While there are often challenges associated with appropriately identifying, assessing, and responding to incidents of bullying and harassment, the District’s procedures, services, and communications related to bullying and harassment, as defined and addressed in Board Policy 5517, shall take the following positions of the Board into consideration:
- The Board expects the District’s response to any incident or course of conduct that involves bullying or harassment under Policy 5517 to exhibit a degree of proportionality to the totality of the known circumstances. No single, pre-defined response is appropriate for all circumstances. Similarly, if District employees conclude that an initial response to an incident or pattern of bullying or harassment has been ineffective, and they know that the behaviors have continued or that the behaviors have escalated, then a proportional response would include changing the District’s approach to intervention.
- Because these behaviors and their effects differ substantially from one situation to the next, the District can be more effective in its efforts when the students and parents and guardians affected by a serious situation (a) clearly identify the severity and totality of the circumstances of the situation to a teacher or administrator; and (b) participate in an ongoing partnership with District employees to monitor, communicate about, and make adjustments to the response(s) that have been implemented to date.
Application of the Policy Definitions
It is not practical to attempt to list every type or example of conduct that could constitute bullying or harassment under Board Policy 5517. The following additional clarifications are intended to assist in the understanding of the District’s expectations and in the application of the policy:
- Bullying or harassment can involve direct interaction between the aggressor and the target(s), or it can be indirect (such as orchestrating others to engage in prohibited conduct, facilitating such conduct by others, or taking secretive or covert actions, etc.).
- While bullying and harassment involve deliberate/purposeful conduct, intent/purpose may properly be inferred from the totality of the circumstances (e.g., where the behavior is persistent/repeated or where the responsible party reasonably should have been able to foresee the consequences of his/her actions and the manner in which his/her conduct would be likely to be perceived by the target(s) of the conduct).
- Not all behaviors that (a) hurt another person’s feelings; (b) are a manifestation of an interpersonal conflict; or (c) are in some way unkind amount to acts of bullying or harassment as defined in Board Policy 5517. However, such negative behaviors are still a legitimate subject of concern and regulation within the school environment. Further, it shall be a goal of the District’s educational programs to help students and others recognize that even one-time instances of, for example, name-calling, negative teasing, put-downs, or excluding others (when inclusion was readily possible) can be inappropriate and hurtful to others.
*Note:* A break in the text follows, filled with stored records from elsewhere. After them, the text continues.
//! Derives the next release version by bumping the trailing numeric segment.
use log::*;
use regex::Regex;
use std::sync::LazyLock;

use crate::{ReleaseError, Result};

/// Version shape accepted by [`next_version`]: an optional "v", two numeric
/// segments and a trailing numeric segment that gets incremented.
pub const VERSION_PATTERN: &str = r"(v?[0-9]+\.[0-9]+\.)([0-9]+)";

static VERSION_REGEX: LazyLock<Regex> = LazyLock::new(|| {
    Regex::new(&format!("^{VERSION_PATTERN}")).unwrap()
});

/// Compute the version following `version` by incrementing its last numeric
/// segment. The result keeps the zero-padding width of the original segment
/// and is allowed to grow a digit on overflow ("09" -> "10", "99" -> "100").
///
/// Only the start of `version` has to match [`VERSION_PATTERN`]; anything
/// after the trailing numeric segment is not carried over.
pub fn next_version(version: &str) -> Result<String> {
    let captures = VERSION_REGEX
        .captures(version)
        .ok_or_else(|| ReleaseError::invalid_version(version, VERSION_PATTERN))?;

    let prefix = &captures[1];
    let patch = &captures[2];
    let width = patch.len();

    let current: u64 = patch
        .parse()
        .map_err(|_| ReleaseError::invalid_version(version, VERSION_PATTERN))?;

    let bumped = current
        .checked_add(1)
        .ok_or_else(|| ReleaseError::invalid_version(version, VERSION_PATTERN))?;

    let next = format!("{prefix}{bumped:0width$}");

    debug!("incremented {patch} to {bumped} keeping width {width}");

    Ok(next)
}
- Conduct may occur (or be reported or alleged) that would constitute prohibited bullying or harassment under Board Policy 5517 except that the conduct lacked a sufficient connection to a District program or activity or otherwise occurred outside the scope of the District’s rule-making, investigatory, or disciplinary authority. The District is not able to fully investigate and impose the same school-related consequences for such non-school conduct. However, where the District determines that such an out-of-school incident (or alleged incident) is having, or is likely to have, adverse effects within the school environment, the Board authorizes District staff to address the situation by, for example, considering support or interventions for affected students (e.g., safety planning, counseling, etc.).
- A student’s good-faith expression of his/her ideas or beliefs (e.g., expression that does not deny or interfere with the rights of others and that is undertaken at an appropriate time and place and in an appropriate manner) is neither bullying nor harassment, even where others do not agree with those ideas or beliefs. However, a student’s manner of expression is subject to appropriate regulation in the school environment when, for example, it causes a substantial disruption or has the purpose or foreseeable effect of intimidating, threatening, degrading, or harassing others.